WHAT TO WORK ON:
Please restate each entry below, word for word.

THE RECORDS:
//! Posting database models.

use serde::{Deserialize, Serialize};
use sqlx::FromRow;

use crate::database::time::ms_to_datetime;
use crate::domain::{DeliveryStatus, PostingId, PostingSummary};
use crate::{Error, Result};

/// Posting database model.
/// One row per posting ever observed; frozen at first sight apart from the
/// `pending -> sent` transition.
#[derive(Debug, Clone, FromRow, Serialize, Deserialize)]
pub struct PostingDbModel {
    pub posting_id: String,
    pub title: String,
    pub organization: String,
    pub location: String,
    pub url: String,
    pub description: String,
    pub source: String,
    pub posted_date: String,
    /// Unix epoch milliseconds when the posting was first stored
    pub first_seen_at: i64,
    /// Unix epoch milliseconds of the successful delivery
    pub sent_at: Option<i64>,
    /// Channel label recorded on delivery
    pub notification_method: Option<String>,
    /// Status: pending, sent
    pub status: String,
}

impl PostingDbModel {
    pub fn id(&self) -> PostingId {
        PostingId::from_stored(&self.posting_id)
    }

    /// Parsed status. A value outside the schema's CHECK set is a database error.
    pub fn status(&self) -> Result<DeliveryStatus> {
        DeliveryStatus::parse(&self.status)
            .ok_or_else(|| Error::Database(format!("unknown posting status '{}'", self.status)))
    }

    pub fn first_seen(&self) -> chrono::DateTime<chrono::Utc> {
        ms_to_datetime(self.first_seen_at)
    }

    pub fn sent(&self) -> Option<chrono::DateTime<chrono::Utc>> {
        self.sent_at.map(ms_to_datetime)
    }
}

/// Projection used by `pending_postings`.
#[derive(Debug, Clone, FromRow)]
pub struct PostingSummaryRow {
    pub posting_id: String,
    pub title: String,
    pub organization: String,
    pub location: String,
    pub url: String,
    pub source: String,
}

impl From<PostingSummaryRow> for PostingSummary {
    fn from(row: PostingSummaryRow) -> Self {
        Self {
            id: PostingId::from_stored(row.posting_id),
            title: row.title,
            organization: row.organization,
            location: row.location,
            url: row.url,
            source: row.source,
        }
    }
}
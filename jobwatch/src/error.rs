//! Application-wide error types.

use thiserror::Error;

/// Application-wide result type.
pub type Result<T> = std::result::Result<T, Error>;

/// Application-wide error type.
#[derive(Error, Debug)]
pub enum Error {
    #[error("Database error: {0}")]
    DatabaseSqlx(#[from] sqlx::Error),

    #[error("Migration error: {0}")]
    Migration(#[from] sqlx::migrate::MigrateError),

    #[error("Database error: {0}")]
    Database(String),

    #[error("Serialization error: {0}")]
    Serialization(#[from] serde_json::Error),

    #[error("Invalid state transition: cannot transition from {from} to {to}")]
    InvalidStateTransition { from: String, to: String },

    #[error("Entity not found: {entity_type} with id {id}")]
    NotFound { entity_type: String, id: String },

    #[error("Configuration error: {0}")]
    Configuration(String),

    #[error("HTTP error: {0}")]
    Http(#[from] reqwest::Error),

    #[error("Email error: {0}")]
    Email(String),

    #[error("IO error: {0}")]
    Io(#[from] std::io::Error),

    #[error("{0}")]
    Other(String),
}

impl Error {
    pub fn not_found(entity_type: impl Into<String>, id: impl Into<String>) -> Self {
        Self::NotFound {
            entity_type: entity_type.into(),
            id: id.into(),
        }
    }

    pub fn config(msg: impl Into<String>) -> Self {
        Self::Configuration(msg.into())
    }

    /// Whether this error came from the persistence layer.
    ///
    /// A storage fault ends the current checking cycle; the next cycle starts fresh.
    pub fn is_storage_fault(&self) -> bool {
        matches!(
            self,
            Self::DatabaseSqlx(_) | Self::Migration(_) | Self::Database(_)
        )
    }

    /// Whether this error signals a broken caller invariant rather than a runtime condition.
    pub fn is_logic_error(&self) -> bool {
        matches!(
            self,
            Self::NotFound { .. } | Self::InvalidStateTransition { .. }
        )
    }
}

#[cfg(test)]
mod tests {
    use super::*;

    #[test]
    fn test_storage_fault_classification() {
        assert!(Error::DatabaseSqlx(sqlx::Error::PoolTimedOut).is_storage_fault());
        assert!(Error::Database("disk full".to_string()).is_storage_fault());
        assert!(!Error::config("bad").is_storage_fault());
        assert!(!Error::not_found("Posting", "abc").is_storage_fault());
    }

    #[test]
    fn test_logic_error_classification() {
        let err = Error::not_found("Posting", "abc");
        assert!(err.is_logic_error());
        assert_eq!(err.to_string(), "Entity not found: Posting with id abc");
    }
}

ANSWER BOX:
//! Posting database models.

use serde::{Deserialize, Serialize};
use sqlx::FromRow;

use crate::database::time::ms_to_datetime;
use crate::domain::{DeliveryStatus, PostingId, PostingSummary};
use crate::{Error, Result};

/// Posting database model.
/// One row per posting ever observed; frozen at first sight apart from the
/// `pending -> sent` transition.
#[derive(Debug, Clone, FromRow, Serialize, Deserialize)]
pub struct PostingDbModel {
    pub posting_id: String,
    pub title: String,
    pub organization: String,
    pub location: String,
    pub url: String,
    pub description: String,
    pub source: String,
    pub posted_date: String,
    /// Unix epoch milliseconds when the posting was first stored
    pub first_seen_at: i64,
    /// Unix epoch milliseconds of the successful delivery
    pub sent_at: Option<i64>,
    /// Channel label recorded on delivery
    pub notification_method: Option<String>,
    /// Status: pending, sent
    pub status: String,
}

impl PostingDbModel {
    pub fn id(&self) -> PostingId {
        PostingId::from_stored(&self.posting_id)
    }

    /// Parsed status. A value outside the schema's CHECK set is a database error.
    pub fn status(&self) -> Result<DeliveryStatus> {
        DeliveryStatus::parse(&self.status)
            .ok_or_else(|| Error::Database(format!("unknown posting status '{}'", self.status)))
    }

    pub fn first_seen(&self) -> chrono::DateTime<chrono::Utc> {
        ms_to_datetime(self.first_seen_at)
    }

    pub fn sent(&self) -> Option<chrono::DateTime<chrono::Utc>> {
        self.sent_at.map(ms_to_datetime)
    }
}

/// Projection used by `pending_postings`.
#[derive(Debug, Clone, FromRow)]
pub struct PostingSummaryRow {
    pub posting_id: String,
    pub title: String,
    pub organization: String,
    pub location: String,
    pub url: String,
    pub source: String,
}

impl From<PostingSummaryRow> for PostingSummary {
    fn from(row: PostingSummaryRow) -> Self {
        Self {
            id: PostingId::from_stored(row.posting_id),
            title: row.title,
            organization: row.organization,
            location: row.location,
            url: row.url,
            source: row.source,
        }
    }
}
filename jobwatch/src/error.rs
//! Application-wide error types.

use thiserror::Error;

/// Application-wide result type.
pub type Result<T> = std::result::Result<T, Error>;

/// Application-wide error type.
#[derive(Error, Debug)]
pub enum Error {
    #[error("Database error: {0}")]
    DatabaseSqlx(#[from] sqlx::Error),

    #[error("Migration error: {0}")]
    Migration(#[from] sqlx::migrate::MigrateError),

    #[error("Database error: {0}")]
    Database(String),

    #[error("Serialization error: {0}")]
    Serialization(#[from] serde_json::Error),

    #[error("Invalid state transition: cannot transition from {from} to {to}")]
    InvalidStateTransition { from: String, to: String },

    #[error("Entity not found: {entity_type} with id {id}")]
    NotFound { entity_type: String, id: String },

    #[error("Configuration error: {0}")]
    Configuration(String),

    #[error("HTTP error: {0}")]
    Http(#[from] reqwest::Error),

    #[error("Email error: {0}")]
    Email(String),

    #[error("IO error: {0}")]
    Io(#[from] std::io::Error),

    #[error("{0}")]
    Other(String),
}

impl Error {
    pub fn not_found(entity_type: impl Into<String>, id: impl Into<String>) -> Self {
        Self::NotFound {
            entity_type: entity_type.into(),
            id: id.into(),
        }
    }

    pub fn config(msg: impl Into<String>) -> Self {
        Self::Configuration(msg.into())
    }

    /// Whether this error came from the persistence layer.
    ///
    /// A storage fault ends the current checking cycle; the next cycle starts fresh.
    pub fn is_storage_fault(&self) -> bool {
        matches!(
            self,
            Self::DatabaseSqlx(_) | Self::Migration(_) | Self::Database(_)
        )
    }

    /// Whether this error signals a broken caller invariant rather than a runtime condition.
    pub fn is_logic_error(&self) -> bool {
        matches!(
            self,
            Self::NotFound { .. } | Self::InvalidStateTransition { .. }
        )
    }
}

#[cfg(test)]
mod tests {
    use super::*;

    #[test]
    fn test_storage_fault_classification() {
        assert!(Error::DatabaseSqlx(sqlx::Error::PoolTimedOut).is_storage_fault());
        assert!(Error::Database("disk full".to_string()).is_storage_fault());
        assert!(!Error::config("bad").is_storage_fault());
        assert!(!Error::not_found("Posting", "abc").is_storage_fault());
    }

    #[test]
    fn test_logic_error_classification() {
        let err = Error::not_found("Posting", "abc");
        assert!(err.is_logic_error());
        assert_eq!(err.to_string(), "Entity not found: Posting with id abc");
    }
}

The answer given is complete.